The Dad I had as a teenager was different. He was sick by then. We did less and went less, but he taught me more. He taught me how to be self sufficient by not limiting my training to just "girl" activities. We would work on the car, the swamp cooler or the fence. I know a little about a lot of things because of him.
From him I learned to love country music, sport and travelling.

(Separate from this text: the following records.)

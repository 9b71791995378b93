//! Eight-neighbour occlusion patterns shared by both meshers.
//!
//! A pattern indexes a 16×16 grid of 16-texel cells in a fixed AO lookup
//! texture; the low nibble picks the column and the high nibble the row.

use voxmesh_geom::IVec3;
use voxmesh_voxel::VoxelSource;

/// Tangent-plane offsets `(du, dv)` in bit order.
pub const NEIGHBOURS: [(i32, i32); 8] = [
    (-1, 0),
    (1, 0),
    (0, -1),
    (0, 1),
    (-1, 1),
    (-1, -1),
    (1, 1),
    (1, -1),
];

/// Texels per pattern cell in the lookup texture.
pub const AO_CELL_TEXELS: u16 = 16;

/// Alpha written for emissive model texels; shaders treat it as "no AO".
pub const EMISSIVE_SELECTOR: u8 = 255;

#[derive(Copy, Clone, Debug, Default, Eq, PartialEq, Hash)]
pub struct AoPattern(pub u8);

impl AoPattern {
    pub const OPEN: AoPattern = AoPattern(0);
    pub const ENCLOSED: AoPattern = AoPattern(0xFF);

    #[inline]
    pub const fn bits(self) -> u8 {
        self.0
    }

    #[inline]
    pub const fn is_set(self, bit: usize) -> bool {
        (self.0 >> bit) & 1 != 0
    }

    /// Top-left texel of this pattern's cell in the lookup texture.
    #[inline]
    pub const fn texel_origin(self) -> (u16, u16) {
        let p = self.0 as u16;
        ((p & 15) * AO_CELL_TEXELS, (p >> 4) * AO_CELL_TEXELS)
    }

    /// Selector stored in the alpha byte of a default-material model texel.
    /// Row 15 of each column is reserved for other materials, so every
    /// pattern landing there collapses to 15.
    #[inline]
    pub const fn model_selector(self) -> u8 {
        if self.0 % 16 == 15 { 15 } else { self.0 }
    }
}

/// Samples the eight tangent-plane neighbours of `cell`, which is the empty
/// cell in front of the face, not the solid cell behind it.
pub fn ao_pattern<S: VoxelSource + ?Sized>(src: &S, cell: IVec3, u: IVec3, v: IVec3) -> AoPattern {
    let mut bits = 0u8;
    for (bit, &(du, dv)) in NEIGHBOURS.iter().enumerate() {
        let p = cell + u * du + v * dv;
        if src.is_solid(p.x, p.y, p.z) {
            bits |= 1 << bit;
        }
    }
    AoPattern(bits)
}
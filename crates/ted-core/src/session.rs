//! The editing session state machine.
//!
//! A `Session` owns every open document plus the active-file pointer, and
//! turns parsed commands into state changes and display lines. All output is
//! returned as lines so effects are testable without a terminal; the REPL
//! driver prints them verbatim.

use crate::command::Command;
use crate::document::Document;
use crate::store::FileStore;

const HELP: &str = "\
Text editor - help
==================

Basic operations:
  write <text>     - append text to the current file
  read             - display the current file's full content
  save             - save the current file
  save_all         - save all modified files
  undo             - undo the last write
  list             - list all open files
  switch <n>       - switch to the n-th file in the list
  status           - show current state and statistics
  show <filename>  - display a named open file

Batch processing:
  process_all      - save everything, then stream every file's lines
                     tagged with filename and line number

Leaving:
  exit/quit        - exit (prompts to save unsaved changes)
  help             - show this help";

/// An interactive multi-file editing session.
///
/// Documents keep the order they were opened in; `list` and `process_all`
/// iterate in that order. The active index is always valid once at least one
/// document is open.
pub struct Session<S: FileStore> {
    store: S,
    docs: Vec<Document>,
    active: usize,
}

impl<S: FileStore> Session<S> {
    /// Opens a session over `names`, loading each file from the store.
    ///
    /// Missing files start as empty new documents; unreadable files fall back
    /// to empty with a message. Duplicate names collapse to one document.
    /// Returns the session plus the per-file confirmation lines and the
    /// initial current-file banner.
    pub fn open(store: S, names: &[String], history_limit: usize) -> (Self, Vec<String>) {
        let mut session = Self {
            store,
            docs: Vec::with_capacity(names.len()),
            active: 0,
        };
        let mut out = Vec::new();

        for name in names {
            if session.docs.iter().any(|d| d.name() == name) {
                continue;
            }
            let content = if session.store.exists(name) {
                match session.store.read_all(name) {
                    Ok(content) => {
                        out.push(format!("Loaded {name} ({} lines)", content.lines().count()));
                        content
                    }
                    Err(e) => {
                        out.push(format!("Failed to read {name}: {e:#}; starting empty"));
                        String::new()
                    }
                }
            } else {
                out.push(format!("Creating new file: {name}"));
                String::new()
            };
            session.docs.push(Document::new(name, content, history_limit));
        }

        if !session.docs.is_empty() {
            out.extend(session.banner());
        }
        (session, out)
    }

    /// Name of the active document (for the prompt).
    pub fn active_name(&self) -> &str {
        self.docs[self.active].name()
    }

    /// Names of every document with unsaved changes, in open order.
    pub fn dirty_names(&self) -> Vec<String> {
        self.docs
            .iter()
            .filter(|d| d.is_dirty())
            .map(|d| d.name().to_string())
            .collect()
    }

    /// Applies one command and returns the lines to display.
    ///
    /// `Exit` and `Empty` produce no lines here; the REPL drives the exit
    /// confirmation itself since it needs the input stream.
    pub fn execute(&mut self, cmd: Command) -> Vec<String> {
        match cmd {
            Command::Write(text) => self.write_text(&text),
            Command::Read => self.read_active(),
            Command::Save => self.save_active(),
            Command::SaveAll => self.save_all(),
            Command::Undo => self.undo_active(),
            Command::List => self.list(),
            Command::Switch(n) => self.switch(n),
            Command::Status => self.status(),
            Command::Show(name) => self.show(&name),
            Command::ProcessAll => self.process_all(),
            Command::Help => HELP.lines().map(str::to_string).collect(),
            Command::Unknown(input) => vec![
                format!("Unknown command: {input}"),
                "Type 'help' for available commands".to_string(),
            ],
            Command::Exit | Command::Empty => Vec::new(),
        }
    }

    /// Persists every dirty document; clean documents are skipped.
    ///
    /// Always ends with the blanket confirmation, even when nothing needed
    /// saving (bulk save is idempotent).
    pub fn save_all(&mut self) -> Vec<String> {
        let mut out = Vec::new();
        for doc in &mut self.docs {
            if doc.is_dirty() {
                out.push(persist(&mut self.store, doc));
            }
        }
        out.push("All files saved".to_string());
        out
    }

    fn doc(&self) -> &Document {
        &self.docs[self.active]
    }

    fn banner(&self) -> Vec<String> {
        let doc = self.doc();
        let mut out = vec![format!(
            "Current file: {} ({}/{})",
            doc.name(),
            self.active + 1,
            self.docs.len()
        )];
        if doc.is_dirty() {
            out.push("Note: this file has unsaved changes".to_string());
        }
        out
    }

    fn write_text(&mut self, text: &str) -> Vec<String> {
        let doc = &mut self.docs[self.active];
        doc.append(text);
        let mut out = vec![format!("Appended to {}", doc.name()), "Preview:".to_string()];
        out.extend(preview(doc.content()));
        out
    }

    fn read_active(&self) -> Vec<String> {
        let doc = self.doc();
        let mut out = vec![format!("=== {} ===", doc.name())];
        if doc.content().is_empty() {
            out.push("(empty file)".to_string());
        } else {
            out.extend(doc.content().lines().map(str::to_string));
            out.push("=".repeat(40));
            out.push(format!("Lines: {}", doc.line_count()));
            out.push(format!("Characters: {}", doc.char_count()));
        }
        out
    }

    fn save_active(&mut self) -> Vec<String> {
        let doc = &mut self.docs[self.active];
        vec![persist(&mut self.store, doc)]
    }

    fn undo_active(&mut self) -> Vec<String> {
        let doc = &mut self.docs[self.active];
        if doc.undo() {
            let mut out = vec!["Undid last write".to_string(), "Current content:".to_string()];
            out.extend(preview(doc.content()));
            out
        } else {
            vec!["Nothing to undo".to_string()]
        }
    }

    fn list(&self) -> Vec<String> {
        let mut out = vec!["=== Open files ===".to_string()];
        for (i, doc) in self.docs.iter().enumerate() {
            let marker = if i == self.active { "> " } else { "  " };
            let status = if doc.is_dirty() { "unsaved*" } else { "saved" };
            out.push(format!("{marker}{}. {} ({status})", i + 1, doc.name()));
            out.push(format!(
                "    lines: {}, bytes: {}",
                doc.line_count(),
                doc.byte_count()
            ));
        }
        out
    }

    fn switch(&mut self, n: usize) -> Vec<String> {
        if n >= 1 && n <= self.docs.len() {
            self.active = n - 1;
            self.banner()
        } else {
            vec![format!("Invalid file number: {n}")]
        }
    }

    fn status(&self) -> Vec<String> {
        let doc = self.doc();
        let mut out = vec![
            "=== Status ===".to_string(),
            format!(
                "Current file: {} ({}/{})",
                doc.name(),
                self.active + 1,
                self.docs.len()
            ),
            format!("Saved: {}", if doc.is_dirty() { "no" } else { "yes" }),
            format!("History entries: {}", doc.history_len()),
            format!("Lines: {}", doc.line_count()),
            format!("Characters: {}", doc.char_count()),
            format!("Words: {}", doc.word_count()),
        ];
        let dirty = self.dirty_names();
        if !dirty.is_empty() {
            out.push("Unsaved files:".to_string());
            out.extend(dirty.into_iter().map(|name| format!("  {name}")));
        }
        out
    }

    fn show(&self, name: &str) -> Vec<String> {
        match self.docs.iter().find(|d| d.name() == name) {
            Some(doc) => {
                let mut out = vec![format!("=== {} ===", doc.name())];
                out.extend(doc.content().lines().map(str::to_string));
                out
            }
            None => vec![format!("File not loaded: {name}")],
        }
    }

    fn process_all(&mut self) -> Vec<String> {
        let mut out = self.save_all();
        out.push("Processing:".to_string());
        for doc in &self.docs {
            for (i, line) in doc.content().lines().enumerate() {
                out.push(format!("{}:{}: {line}", doc.name(), i + 1));
            }
        }
        out.push(format!("Processed {} file(s)", self.docs.len()));
        out
    }
}

/// Writes one document to the store; on success the document becomes clean,
/// on failure it stays dirty and the error is reported as a line.
fn persist<S: FileStore>(store: &mut S, doc: &mut Document) -> String {
    match store.write_all(doc.name(), doc.content()) {
        Ok(()) => {
            doc.mark_saved();
            format!("Saved {}", doc.name())
        }
        Err(e) => format!("Failed to save {}: {e:#}", doc.name()),
    }
}

/// Last three lines of a buffer, indented for display.
fn preview(content: &str) -> Vec<String> {
    let lines: Vec<&str> = content.lines().collect();
    let start = lines.len().saturating_sub(3);
    lines[start..].iter().map(|l| format!("  {l}")).collect()
}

In 1974 he had a quadruple bypass. That is a big deal now, then it was huge. He was in ICU for 2 weeks. Another 2 weeks before he was released. After the heart surgery he became less active, but his spirit and zest for life never waned.
I miss you Daddy.
The Woman Who Gave Me More Than I Ever Knew First off, let me say that finding pictures of the lady who took the pictures is not easy. I wanted to describe to you all the flowery wonderful things that I remember about my mom. I tried several times to start that note. It would not come out. Anybody who really knows me knows better. We had a volatile relationship. But she taught me everything she knew. She did the best she could with what she was given. And I miss her. There are times where I still think that I need to call her to let her know something. There are times when I think that she has something for me. She loved Bobby Darin’s music and Harold Robbins novels. She made her own clothes and taught me to sew. She was a good Catholic. She loved her chord organ. She wanted to write a novel. For many years her passion was the Eagles. She started the drive that led to fireworks in Henderson for the Fourth of July. She adored her father. She knit, did jigsaw and crossword puzzles. She loved my Dad. I am more understanding now than I was then. Is it distance from the problems or the fact that I am now the age she was then? I don't know.